ユーロ圏経済のリセッション(景気後退)入りは回避されるとしても、構成国間の格差は拡大

ピクテのマクロ経済チームは、ユーロ圏のGDP成長率予想を下方修正し、その根拠としては中国経済の減速、融資基準の厳格化、供給制約の継続等を挙げています。同チームの基本シナリオは、ユーロ圏全体は定義上のリセッション(2四半期連続のマイナス成長)入りを回避出来るとの前提にたっていますが、構成国間の景況格差は大きいとしています。例えば、フランスがロシアのウクライナ侵攻に起因する難局を乗り切る可能性がドイツやイタリアに比べて高いのは、ロシアからのエネルギー輸入が相対的に少なく、製造業の経済に占める比率が低いからだと説明しています。

域内の物価上昇圧力は払拭されず、交渉妥結賃金は2021年10~12月期の前年比+1.6%から2022年1~3月期には同+2.8%に上昇しています。こうした状況が、欧州中央銀行(ECB)に金融政策を引き締めに転換するよう促す公算は大きく、7月の利上げはほぼ「確実」だと思われます。ラガルド総裁が欧州中央銀行(ECB)のブログに、「7月には利上げに踏み切り、9月には2度目の利上げを行う」意向を明確に示したことは、9月末までに中銀預金金利をプラス圏に戻すことを認めたことになります。欧州中央銀行(ECB)のラガルド総裁は、政策金利の正常化に伴って、欧州中央銀行(ECB)の資産購入プログラムを「7~9月期の非常に早い時期に終了する」との考えを示唆しています。

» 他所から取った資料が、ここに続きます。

// ============================================================================
// Property Tests
// ============================================================================

#[cfg(test)]
mod property_tests {
    use super::*;

    fn amount_strategy() -> impl Strategy<Value = Decimal> {
        (1i64..10_000i64).prop_map(|n| Decimal::new(n, 2))
    }

    fn kind_strategy() -> impl Strategy<Value = MaterialType> {
        prop_oneof![
            Just(MaterialType::Fabric),
            Just(MaterialType::Button),
            Just(MaterialType::Thread),
            Just(MaterialType::Zipper),
        ]
    }

    fn recipe_strategy() -> impl Strategy<Value = Vec<RecipeLine>> {
        prop::collection::vec(
            (0usize..4, kind_strategy(), amount_strategy()),
            0..8,
        )
        .prop_map(|line_specs| {
            line_specs
                .into_iter()
                .map(|(code, kind, amount)| RecipeLine {
                    per_unit_amount: amount,
                    ..line(&format!("M{}", code), kind, "1")
                })
                .collect()
        })
    }

    fn lots_strategy() -> impl Strategy<Value = Vec<StockLot>> {
        prop::collection::vec((0usize..4, 0i64..500, 0i64..500), 0..12).prop_map(|line_specs| {
            line_specs
                .into_iter()
                .map(|(code, come, work)| {
                    let work = work.min(come);
                    lot(&format!("M{}", code), &come.to_string(), &work.to_string())
                })
                .collect()
        })
    }

    fn workshop(item: Uuid, lines: Vec<RecipeLine>, lots: Vec<StockLot>) -> MemoryWorkshop {
        MemoryWorkshop {
            lots,
            ..Default::default()
        }
        .with_clothing(item, lines)
    }

    proptest! {
        #![proptest_config(ProptestConfig::with_cases(100))]

        /// Report has one entry per recipe line, in recipe order
        #[test]
        fn prop_one_entry_per_line(
            lines in recipe_strategy(),
            lots in lots_strategy(),
            count in 1i64..1_000,
        ) {
            let item = Uuid::new_v4();
            let calc = calculator(workshop(item, lines.clone(), lots));
            let report = tokio_test::block_on(calc.calculate(item, count)).unwrap();

            prop_assert_eq!(report.all_amount.len(), lines.len());
            for (need, line) in report.all_amount.iter().zip(&lines) {
                prop_assert_eq!(need.material_id, line.material_id);
                prop_assert_eq!(&need.material_code, &line.material_code);
            }
        }

        /// Need amount is per-unit amount times count
        #[test]
        fn prop_need_amount_scales(
            lines in recipe_strategy(),
            count in 1i64..1_000,
        ) {
            let item = Uuid::new_v4();
            let calc = calculator(workshop(item, lines.clone(), Vec::new()));
            let report = tokio_test::block_on(calc.calculate(item, count)).unwrap();

            for (need, line) in report.all_amount.iter().zip(&lines) {
                let expected = line.per_unit_amount * Decimal::from(count);
                prop_assert_eq!(need.need_amount, expected);
                prop_assert_eq!(need.need_amount_price_detail.need_amount, expected);
            }
        }

        /// Status is true exactly when availability reaches the need
        #[test]
        fn prop_status_matches_comparison(
            lines in recipe_strategy(),
            lots in lots_strategy(),
            count in 1i64..100,
            remaining in any::<bool>(),
        ) {
            let formula = if remaining {
                AvailabilityFormula::Remaining
            } else {
                AvailabilityFormula::Received
            };
            let item = Uuid::new_v4();
            let calc = calculator(workshop(item, lines, lots)).with_formula(formula);
            let report = tokio_test::block_on(calc.calculate(item, count)).unwrap();

            for need in &report.all_amount {
                let detail = &need.need_amount_price_detail;
                prop_assert_eq!(detail.status, detail.has_amount >= detail.need_amount);
            }
        }

        /// Listed lots are undepleted lots of the line's own code
        #[test]
        fn prop_listed_lots_undepleted(
            lines in recipe_strategy(),
            lots in lots_strategy(),
            count in 1i64..100,
        ) {
            let item = Uuid::new_v4();
            let calc = calculator(workshop(item, lines, lots));
            let report = tokio_test::block_on(calc.calculate(item, count)).unwrap();

            for need in &report.all_amount {
                for listed in &need.need_amount_price_detail.material {
                    prop_assert_eq!(&listed.code, &need.material_code);
                    prop_assert_ne!(listed.come_amount, listed.work_amount);
                }
            }
        }

        /// Repeating a calculation over unchanged data gives the same output
        #[test]
        fn prop_calculation_repeatable(
            lines in recipe_strategy(),
            lots in lots_strategy(),
            count in 1i64..100,
        ) {
            let item = Uuid::new_v4();
            let calc = calculator(workshop(item, lines, lots));
            let first = tokio_test::block_on(calc.calculate(item, count)).unwrap();
            let second = tokio_test::block_on(calc.calculate(item, count)).unwrap();

            prop_assert_eq!(
                serde_json::to_string(&first).unwrap(),
                serde_json::to_string(&second).unwrap()
            );
        }

        /// Large per-unit amounts and counts either compute or report overflow
        #[test]
        fn prop_large_inputs_never_panic(
            per_unit in 1i64..100_000_000_000_000i64,
            count in 1i64..=i64::MAX,
        ) {
            let item = Uuid::new_v4();
            let recipe = vec![RecipeLine {
                per_unit_amount: Decimal::new(per_unit, 4),
                ..line("L", MaterialType::Fabric, "1")
            }];
            let calc = calculator(workshop(item, recipe, Vec::new()));
            match tokio_test::block_on(calc.calculate(item, count)) {
                Ok(report) => prop_assert_eq!(
                    report.all_amount[0].need_amount,
                    Decimal::new(per_unit, 4) * Decimal::from(count)
                ),
                Err(CalculationError::AmountOverflow { .. }) => {}
                Err(other) => prop_assert!(false, "unexpected error: {}", other),
            }
        }

        /// Non-positive counts never produce a report
        #[test]
        fn prop_non_positive_count_rejected(count in -1_000i64..=0) {
            let item = Uuid::new_v4();
            let calc = calculator(workshop(item, Vec::new(), Vec::new()));
            let result = tokio_test::block_on(calc.calculate(item, count));
            prop_assert!(matches!(result, Err(CalculationError::InvalidCount(_))), "count {} accepted", count);
        }
    }
}
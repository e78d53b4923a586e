//! Bill-of-materials models

use chrono::{DateTime, Utc};
use rust_decimal::Decimal;
use serde::{Deserialize, Serialize};
use uuid::Uuid;

use super::MaterialType;

/// One recipe line: how much of a material a single clothing item consumes
#[derive(Debug, Clone, Serialize, Deserialize)]
pub struct ClothesMaterial {
    pub id: Uuid,
    pub clothes_id: Uuid,
    pub material_id: Uuid,
    /// Per-unit quantity, in the material's measurement unit
    pub amount: Decimal,
    pub created_at: DateTime<Utc>,
    pub updated_at: DateTime<Utc>,
}

/// A recipe line joined with the descriptive fields of its material
#[derive(Debug, Clone, PartialEq, Serialize, Deserialize)]
pub struct RecipeLine {
    pub material_id: Uuid,
    pub material_name: String,
    pub material_type: MaterialType,
    pub measurement: String,
    pub material_code: String,
    pub per_unit_amount: Decimal,
}
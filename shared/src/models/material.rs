//! Raw material models

use std::collections::BTreeMap;
use std::fmt;
use std::str::FromStr;

use chrono::{DateTime, Utc};
use serde::{Deserialize, Serialize};
use thiserror::Error;
use uuid::Uuid;

/// A raw material used to sew clothes
#[derive(Debug, Clone, Serialize, Deserialize)]
pub struct Material {
    pub id: Uuid,
    #[serde(rename = "type")]
    pub kind: MaterialType,
    pub name: String,
    pub color_code: String,
    /// Unique material code, also used to key storage lots
    pub code: String,
    /// Measurement unit (e.g. "m", "pcs", "spool")
    pub measurement: String,
    /// Image reference, opaque to this crate
    pub image: Option<String>,
    pub created_at: DateTime<Utc>,
    pub updated_at: DateTime<Utc>,
}

/// Kinds of raw material the workshop stocks
#[derive(
    Debug, Clone, Copy, Serialize, Deserialize, PartialEq, Eq, PartialOrd, Ord, Hash,
)]
#[serde(rename_all = "snake_case")]
pub enum MaterialType {
    Fabric,
    Button,
    Thread,
    Zipper,
}

impl MaterialType {
    pub const ALL: [MaterialType; 4] = [
        MaterialType::Fabric,
        MaterialType::Button,
        MaterialType::Thread,
        MaterialType::Zipper,
    ];

    pub fn as_str(&self) -> &'static str {
        match self {
            MaterialType::Fabric => "fabric",
            MaterialType::Button => "button",
            MaterialType::Thread => "thread",
            MaterialType::Zipper => "zipper",
        }
    }

    /// Wire names of every material type, in declaration order
    pub fn valid_types() -> Vec<&'static str> {
        Self::ALL.iter().map(MaterialType::as_str).collect()
    }
}

impl fmt::Display for MaterialType {
    fn fmt(&self, f: &mut fmt::Formatter<'_>) -> fmt::Result {
        f.write_str(self.as_str())
    }
}

#[derive(Debug, Clone, PartialEq, Eq, Error)]
#[error("unknown material type: {0}")]
pub struct UnknownMaterialType(pub String);

impl FromStr for MaterialType {
    type Err = UnknownMaterialType;

    fn from_str(s: &str) -> Result<Self, Self::Err> {
        match s {
            "fabric" => Ok(MaterialType::Fabric),
            "button" => Ok(MaterialType::Button),
            "thread" => Ok(MaterialType::Thread),
            "zipper" => Ok(MaterialType::Zipper),
            other => Err(UnknownMaterialType(other.to_string())),
        }
    }
}

/// Material counts, total and per type
#[derive(Debug, Clone, Default, Serialize, Deserialize, PartialEq, Eq)]
pub struct MaterialStatistics {
    pub total: i64,
    pub by_type: BTreeMap<MaterialType, i64>,
}

impl MaterialStatistics {
    /// Build statistics from per-type counts; types with no rows report zero
    pub fn from_counts(counts: impl IntoIterator<Item = (MaterialType, i64)>) -> Self {
        let mut by_type: BTreeMap<MaterialType, i64> =
            MaterialType::ALL.iter().map(|t| (*t, 0)).collect();
        for (kind, count) in counts {
            *by_type.entry(kind).or_insert(0) += count;
        }
        let total = by_type.values().sum();
        Self { total, by_type }
    }
}

/// Filters accepted when listing materials
#[derive(Debug, Clone, Default, Serialize, Deserialize, PartialEq, Eq)]
pub struct MaterialFilter {
    #[serde(rename = "type")]
    pub kind: Option<MaterialType>,
    pub search: Option<String>,
}

impl MaterialFilter {
    /// Drop blank search terms so `?search=` behaves like no filter
    pub fn normalized(self) -> Self {
        let search = self
            .search
            .map(|s| s.trim().to_string())
            .filter(|s| !s.is_empty());
        Self {
            kind: self.kind,
            search,
        }
    }
}
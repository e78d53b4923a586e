//! Warehouse stock models

use chrono::{DateTime, Utc};
use rust_decimal::Decimal;
use serde::{Deserialize, Serialize};
use uuid::Uuid;

use super::MaterialType;

/// A batch of received material stock
#[derive(Debug, Clone, Serialize, Deserialize)]
pub struct StorageLot {
    pub id: Uuid,
    #[serde(rename = "type")]
    pub kind: MaterialType,
    /// Material code this lot belongs to
    pub code: String,
    pub color_code: String,
    pub measurement: String,
    /// Quantity received in this lot
    pub come_amount: Decimal,
    /// Quantity already allocated to work in progress
    pub work_amount: Decimal,
    /// Unit cost
    pub price: Decimal,
    pub created_at: DateTime<Utc>,
    pub updated_at: DateTime<Utc>,
}

impl StorageLot {
    /// Value of the whole received quantity; `None` when it overflows
    pub fn total_price(&self) -> Option<Decimal> {
        self.price.checked_mul(self.come_amount)
    }

    pub fn as_stock_lot(&self) -> StockLot {
        StockLot {
            come_amount: self.come_amount,
            price: self.price,
            code: self.code.clone(),
            id: self.id,
            work_amount: self.work_amount,
        }
    }
}

/// The slice of a lot the requirement calculator works with.
///
/// `work_amount` is read for filtering but never serialized.
#[derive(Debug, Clone, PartialEq, Serialize, Deserialize)]
pub struct StockLot {
    pub come_amount: Decimal,
    pub price: Decimal,
    pub code: String,
    pub id: Uuid,
    #[serde(skip_serializing, default)]
    pub work_amount: Decimal,
}
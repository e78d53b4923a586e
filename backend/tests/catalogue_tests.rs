//! Material catalogue and storage tests
//!
//! Tests for:
//! - Material type parsing and wire names
//! - Material statistics and list filters
//! - Storage lot counters and valuation

use std::str::FromStr;

use chrono::Utc;
use proptest::prelude::*;
use rust_decimal::Decimal;
use shared::{
    validate_code_unchanged, validate_lot_amounts, validate_material_code, ApiResponse,
    MaterialFilter, MaterialStatistics, MaterialType, StorageLot,
};
use uuid::Uuid;

fn dec(s: &str) -> Decimal {
    Decimal::from_str(s).unwrap()
}

fn storage_lot(come: &str, work: &str, price: &str) -> StorageLot {
    StorageLot {
        id: Uuid::new_v4(),
        kind: MaterialType::Fabric,
        code: "FAB-001".to_string(),
        color_code: "#1E3A8A".to_string(),
        measurement: "m".to_string(),
        come_amount: dec(come),
        work_amount: dec(work),
        price: dec(price),
        created_at: Utc::now(),
        updated_at: Utc::now(),
    }
}

// ============================================================================
// Unit Tests
// ============================================================================

#[cfg(test)]
mod unit_tests {
    use super::*;

    /// Test material type wire names
    #[test]
    fn test_material_type_names() {
        assert_eq!(
            MaterialType::valid_types(),
            vec!["fabric", "button", "thread", "zipper"]
        );
        assert_eq!(MaterialType::from_str("thread"), Ok(MaterialType::Thread));
        assert!(MaterialType::from_str("Fabric").is_err());
        assert!(MaterialType::from_str("leather").is_err());
    }

    /// Test material type serializes under its wire name
    #[test]
    fn test_material_type_serde() {
        assert_eq!(
            serde_json::to_string(&MaterialType::Zipper).unwrap(),
            "\"zipper\""
        );
        let kind: MaterialType = serde_json::from_str("\"button\"").unwrap();
        assert_eq!(kind, MaterialType::Button);
    }

    /// Test statistics report every type, even without rows
    #[test]
    fn test_statistics_fill_missing_types() {
        let stats = MaterialStatistics::from_counts(vec![
            (MaterialType::Fabric, 4),
            (MaterialType::Zipper, 1),
        ]);

        assert_eq!(stats.total, 5);
        assert_eq!(stats.by_type.len(), 4);
        assert_eq!(stats.by_type[&MaterialType::Button], 0);

        let json = serde_json::to_value(&stats).unwrap();
        assert_eq!(json["by_type"]["fabric"], 4);
        assert_eq!(json["by_type"]["thread"], 0);
    }

    /// Test blank search terms are dropped
    #[test]
    fn test_filter_normalization() {
        let filter = MaterialFilter {
            kind: Some(MaterialType::Fabric),
            search: Some("   ".to_string()),
        }
        .normalized();
        assert_eq!(filter.search, None);
        assert_eq!(filter.kind, Some(MaterialType::Fabric));

        let filter = MaterialFilter {
            kind: None,
            search: Some("  cotton ".to_string()),
        }
        .normalized();
        assert_eq!(filter.search.as_deref(), Some("cotton"));
    }

    /// Test the type filter deserializes from the `type` key
    #[test]
    fn test_filter_type_key() {
        let filter: MaterialFilter = serde_json::from_str(r#"{"type": "thread"}"#).unwrap();
        assert_eq!(filter.kind, Some(MaterialType::Thread));
    }

    /// Test material code rules
    #[test]
    fn test_material_code() {
        assert!(validate_material_code("BTN-12").is_ok());
        assert!(validate_material_code("").is_err());
        assert!(validate_material_code("BTN-12 ").is_err());
    }

    /// Test a material update cannot move the code its lots are keyed by
    #[test]
    fn test_material_code_is_immutable() {
        let err = validate_code_unchanged("FAB-1", Some("FAB-2")).unwrap_err();
        assert_eq!(err.field, "code");

        assert!(validate_code_unchanged("FAB-1", Some("FAB-1")).is_ok());
        assert!(validate_code_unchanged("FAB-1", None).is_ok());
    }

    /// Test lot valuation
    #[test]
    fn test_lot_total_price() {
        let lot = storage_lot("12.5", "0", "4.20");
        assert_eq!(lot.total_price(), Some(dec("52.5")));

        let huge = StorageLot {
            come_amount: Decimal::MAX,
            ..storage_lot("0", "0", "2")
        };
        assert_eq!(huge.total_price(), None);
    }

    /// Test lot counters
    #[test]
    fn test_lot_amounts() {
        assert!(validate_lot_amounts(dec("10"), dec("10"), dec("1")).is_ok());
        assert!(validate_lot_amounts(dec("10"), dec("10.01"), dec("1")).is_err());
        assert!(validate_lot_amounts(dec("-1"), dec("0"), dec("1")).is_err());
    }

    /// Test the stock view of a lot keeps its identity and counters
    #[test]
    fn test_as_stock_lot() {
        let lot = storage_lot("8", "3", "2");
        let stock = lot.as_stock_lot();
        assert_eq!(stock.id, lot.id);
        assert_eq!(stock.code, lot.code);
        assert_eq!(stock.work_amount, dec("3"));
    }

    /// Test the response envelope
    #[test]
    fn test_api_response_envelope() {
        let response = ApiResponse::ok("Materials fetched", vec![1, 2, 3]).with_count(3);
        let json = serde_json::to_value(&response).unwrap();
        assert_eq!(json["message"], "Materials fetched");
        assert_eq!(json["count"], 3);
        assert_eq!(json["data"], serde_json::json!([1, 2, 3]));

        let json = serde_json::to_value(ApiResponse::ok("Deleted", ())).unwrap();
        assert!(json.get("count").is_none());
    }
}

// ============================================================================
// Property Tests
// ============================================================================

#[cfg(test)]
mod property_tests {
    use super::*;

    fn amount_strategy() -> impl Strategy<Value = Decimal> {
        (0i64..1_000_000i64).prop_map(|n| Decimal::new(n, 2))
    }

    proptest! {
        /// Statistics total equals the sum of per-type counts
        #[test]
        fn prop_statistics_total(
            counts in prop::collection::vec((0usize..4, 0i64..1_000), 0..10)
        ) {
            let expected: i64 = counts.iter().map(|(_, n)| n).sum();
            let stats = MaterialStatistics::from_counts(
                counts.into_iter().map(|(i, n)| (MaterialType::ALL[i], n)),
            );
            prop_assert_eq!(stats.total, expected);
            prop_assert_eq!(stats.by_type.values().sum::<i64>(), expected);
        }

        /// Work amount within the received amount is accepted
        #[test]
        fn prop_lot_amounts_within_bounds(
            come in amount_strategy(),
            work in amount_strategy(),
            price in amount_strategy(),
        ) {
            let result = validate_lot_amounts(come, work, price);
            prop_assert_eq!(result.is_ok(), work <= come);
        }

        /// Lot value is price times received amount
        #[test]
        fn prop_total_price(
            come in amount_strategy(),
            price in amount_strategy(),
        ) {
            let lot = StorageLot {
                come_amount: come,
                price,
                ..storage_lot("0", "0", "0")
            };
            prop_assert_eq!(lot.total_price(), Some(come * price));
        }

        /// Only the current code passes an update
        #[test]
        fn prop_code_change_rejected(
            current in "[A-Z]{3}-[0-9]{1,2}",
            requested in "[A-Z]{3}-[0-9]{1,2}",
        ) {
            let result = validate_code_unchanged(&current, Some(&requested));
            prop_assert_eq!(result.is_ok(), current == requested);
        }

        /// Every wire name parses back to its type
        #[test]
        fn prop_material_type_parse(index in 0usize..4) {
            let kind = MaterialType::ALL[index];
            prop_assert_eq!(MaterialType::from_str(kind.as_str()), Ok(kind));
        }
    }
}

コンセンサス予想の中央値は、ユーロ/ドルレートの等価(パリティ)

図表3は、ユーロの対ドルレートの予想(2023年1~3月期まで)を示したものです。足元の市場ではリスク回避の姿勢が強まって、「安全への逃避」のドル買いによるユーロ安(ドル高)が進んでいます。一方、市場のコンセンサス予想の中央値は、年内のユーロ高(ドル安)を示唆しており、図表3の通り、2022年4~6月期末は1ユーロ=1.06ドル、7~9月期末は1ユーロ=1.08ドル、10~12月期末は1ユーロ=1.10ドル、となっています。